### Exercise aim
For the word "nothing", work out how many lines in the records below contain it and state that count alone.

Data extracted from a collection:
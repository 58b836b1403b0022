use crate::config::Config;
use crate::dispatcher::Dispatcher;
use crate::errors::{FakeLambdaError, Result};
use registry::{FunctionDescriptor, FunctionRegistry, FunctionStore, SeedReport, TenantKey};
use shared::http::serve_http_service;
use std::net::SocketAddr;
use std::sync::Arc;
use tokio::net::TcpListener;
use tokio::sync::oneshot;
use tokio::task::JoinHandle;

struct RunningServer {
    local_addr: SocketAddr,
    shutdown_tx: oneshot::Sender<()>,
    handle: JoinHandle<Result<()>>,
}

/// A local stand-in for the Lambda management API.
///
/// Each instance owns its own registry, so several can run side by side in
/// one process. Dropping a running instance also shuts its listener down.
pub struct FakeLambdaApi {
    config: Config,
    registry: FunctionRegistry,
    store: Arc<dyn FunctionStore>,
    server: Option<RunningServer>,
}

impl FakeLambdaApi {
    pub fn new(config: Config) -> Self {
        let store = config.store.build();
        Self::with_store(config, store)
    }

    pub fn with_store(config: Config, store: Arc<dyn FunctionStore>) -> Self {
        Self {
            config,
            registry: FunctionRegistry::new(),
            store,
            server: None,
        }
    }

    pub fn registry(&self) -> &FunctionRegistry {
        &self.registry
    }

    /// Seeds from the store if configured to, then starts listening.
    pub async fn bootstrap(&mut self) -> Result<SocketAddr> {
        if self.config.seed_on_start {
            let report = self.seed_from_cache().await?;
            if !report.is_complete() {
                tracing::warn!(
                    failed = report.failures.len(),
                    "Some tenants could not be seeded"
                );
            }
        }
        self.start().await
    }

    /// Binds the configured listener and starts serving in the background.
    pub async fn start(&mut self) -> Result<SocketAddr> {
        if let Some(server) = &self.server {
            return Err(FakeLambdaError::AlreadyRunning(server.local_addr));
        }
        self.config.validate()?;

        let listener = &self.config.listener;
        let tcp_listener = TcpListener::bind((listener.host.as_str(), listener.port)).await?;
        let local_addr = tcp_listener.local_addr()?;

        let (shutdown_tx, shutdown_rx) = oneshot::channel::<()>();
        let dispatcher = Dispatcher::new(self.registry.clone());
        let handle = tokio::spawn(serve_http_service(tcp_listener, dispatcher, async move {
            // Also resolves when the sender is dropped
            let _ = shutdown_rx.await;
        }));

        tracing::info!(%local_addr, "Fake Lambda API listening");

        self.server = Some(RunningServer {
            local_addr,
            shutdown_tx,
            handle,
        });
        Ok(local_addr)
    }

    /// Stops accepting connections, releases the socket and waits for open
    /// connections to close. Does nothing if the server is not running.
    pub async fn stop(&mut self) -> Result<()> {
        let Some(server) = self.server.take() else {
            return Ok(());
        };

        let _ = server.shutdown_tx.send(());
        server
            .handle
            .await
            .map_err(|e| FakeLambdaError::ServerTask(e.to_string()))??;

        tracing::info!(local_addr = %server.local_addr, "Fake Lambda API stopped");
        Ok(())
    }

    pub fn local_addr(&self) -> Option<SocketAddr> {
        self.server.as_ref().map(|server| server.local_addr)
    }

    /// The `host:port` endpoint clients should use, with the configured host
    /// name and the bound port.
    pub fn host_port(&self) -> Option<String> {
        self.local_addr()
            .map(|addr| format!("{}:{}", self.config.listener.host, addr.port()))
    }

    pub fn populate(&self, identity: &str, region: &str, descriptors: Vec<FunctionDescriptor>) {
        self.registry.populate(identity, region, descriptors);
    }

    /// Loads every tenant persisted in the store into the registry.
    pub async fn seed_from_cache(&self) -> Result<SeedReport> {
        Ok(self.registry.seed_from(self.store.as_ref()).await?)
    }

    /// Persists `descriptors` as the cached function list for (identity, region).
    pub async fn cache_functions(
        &self,
        identity: &str,
        region: &str,
        descriptors: &[FunctionDescriptor],
    ) -> Result<()> {
        let tenant = TenantKey::new(identity, region);
        self.store.store(&tenant, descriptors).await?;
        Ok(())
    }

    /// Persists the functions currently registered for exactly (identity, region).
    ///
    /// Fails with [`FakeLambdaError::UnknownTenant`] if nothing was ever
    /// populated for it; the store is left untouched.
    pub async fn cache_tenant(&self, identity: &str, region: &str) -> Result<()> {
        let tenant = TenantKey::new(identity, region);
        let Some(functions) = self.registry.get(&tenant) else {
            return Err(FakeLambdaError::UnknownTenant(tenant));
        };
        self.store.store(&tenant, &functions).await?;
        Ok(())
    }
}
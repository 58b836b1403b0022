use http_body_util::combinators::BoxBody;
use http_body_util::{BodyExt, Full};
use hyper::body::{Bytes, Incoming};
use hyper::header::{CONTENT_TYPE, HeaderValue};
use hyper::service::Service;
use hyper::{Request, Response, StatusCode};
use hyper_util::rt::TokioExecutor;
use hyper_util::rt::TokioIo;
use hyper_util::server::conn::auto::Builder;
use hyper_util::server::graceful::GracefulShutdown;
use std::future::Future;
use std::io;
use std::sync::Arc;
use std::time::Duration;
use tokio::net::TcpListener;

/// Upper bound on how long open connections get to finish once shutdown starts.
const GRACEFUL_SHUTDOWN_TIMEOUT: Duration = Duration::from_secs(5);

/// Pause after an accept error that is not tied to a single connection, e.g. EMFILE.
const ACCEPT_ERROR_BACKOFF: Duration = Duration::from_millis(100);

/// How long to wait before accepting again after `err`.
///
/// Errors that only affect the connection being accepted are retried right away.
fn accept_backoff(err: &io::Error) -> Option<Duration> {
    match err.kind() {
        io::ErrorKind::ConnectionAborted
        | io::ErrorKind::ConnectionRefused
        | io::ErrorKind::ConnectionReset => None,
        _ => Some(ACCEPT_ERROR_BACKOFF),
    }
}

/// Serves `service` on an already bound listener until `shutdown` resolves.
///
/// Accept errors are logged and retried; only `shutdown` ends the loop.
/// Once the shutdown future completes the listener is dropped, so the port is
/// released before this returns, and open connections are asked to close
/// gracefully.
pub async fn serve_http_service<S, E, F>(
    listener: TcpListener,
    service: S,
    shutdown: F,
) -> Result<(), E>
where
    S: Service<Request<Incoming>, Response = Response<BoxBody<Bytes, E>>, Error = E>
        + Send
        + Sync
        + 'static,
    S::Future: Send + 'static,
    E: std::error::Error + Send + Sync + 'static,
    F: Future<Output = ()>,
{
    let service_arc = Arc::new(service);
    let builder = Builder::new(TokioExecutor::new());
    let graceful = GracefulShutdown::new();
    tokio::pin!(shutdown);

    loop {
        let accepted = tokio::select! {
            accepted = listener.accept() => accepted,
            _ = &mut shutdown => break,
        };

        let (stream, peer_addr) = match accepted {
            Ok(accepted) => accepted,
            Err(err) => {
                tracing::warn!(error = %err, "Failed to accept connection");
                if let Some(backoff) = accept_backoff(&err) {
                    tokio::select! {
                        _ = tokio::time::sleep(backoff) => {}
                        _ = &mut shutdown => break,
                    }
                }
                continue;
            }
        };

        let _ = stream.set_nodelay(true);
        let io = TokioIo::new(stream);
        let svc = service_arc.clone();

        // Hand the connection to hyper; auto-detect h1/h2 on this socket
        let conn = graceful.watch(builder.serve_connection(io, svc).into_owned());
        tokio::spawn(async move {
            if let Err(err) = conn.await {
                tracing::debug!(%peer_addr, error = %err, "Connection closed with error");
            }
        });
    }

    drop(listener);

    if tokio::time::timeout(GRACEFUL_SHUTDOWN_TIMEOUT, graceful.shutdown())
        .await
        .is_err()
    {
        tracing::warn!("Timed out waiting for open connections to close");
    }

    Ok(())
}

/// Builds a response with a `text/plain` body.
pub fn make_text_response<E>(status: StatusCode, body: String) -> Response<BoxBody<Bytes, E>>
where
    E: 'static,
{
    let mut response = Response::new(Full::new(Bytes::from(body)).map_err(|e| match e {}).boxed());
    *response.status_mut() = status;
    response.headers_mut().insert(
        CONTENT_TYPE,
        HeaderValue::from_static("text/plain; charset=utf-8"),
    );
    response
}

### Response to the exercise
2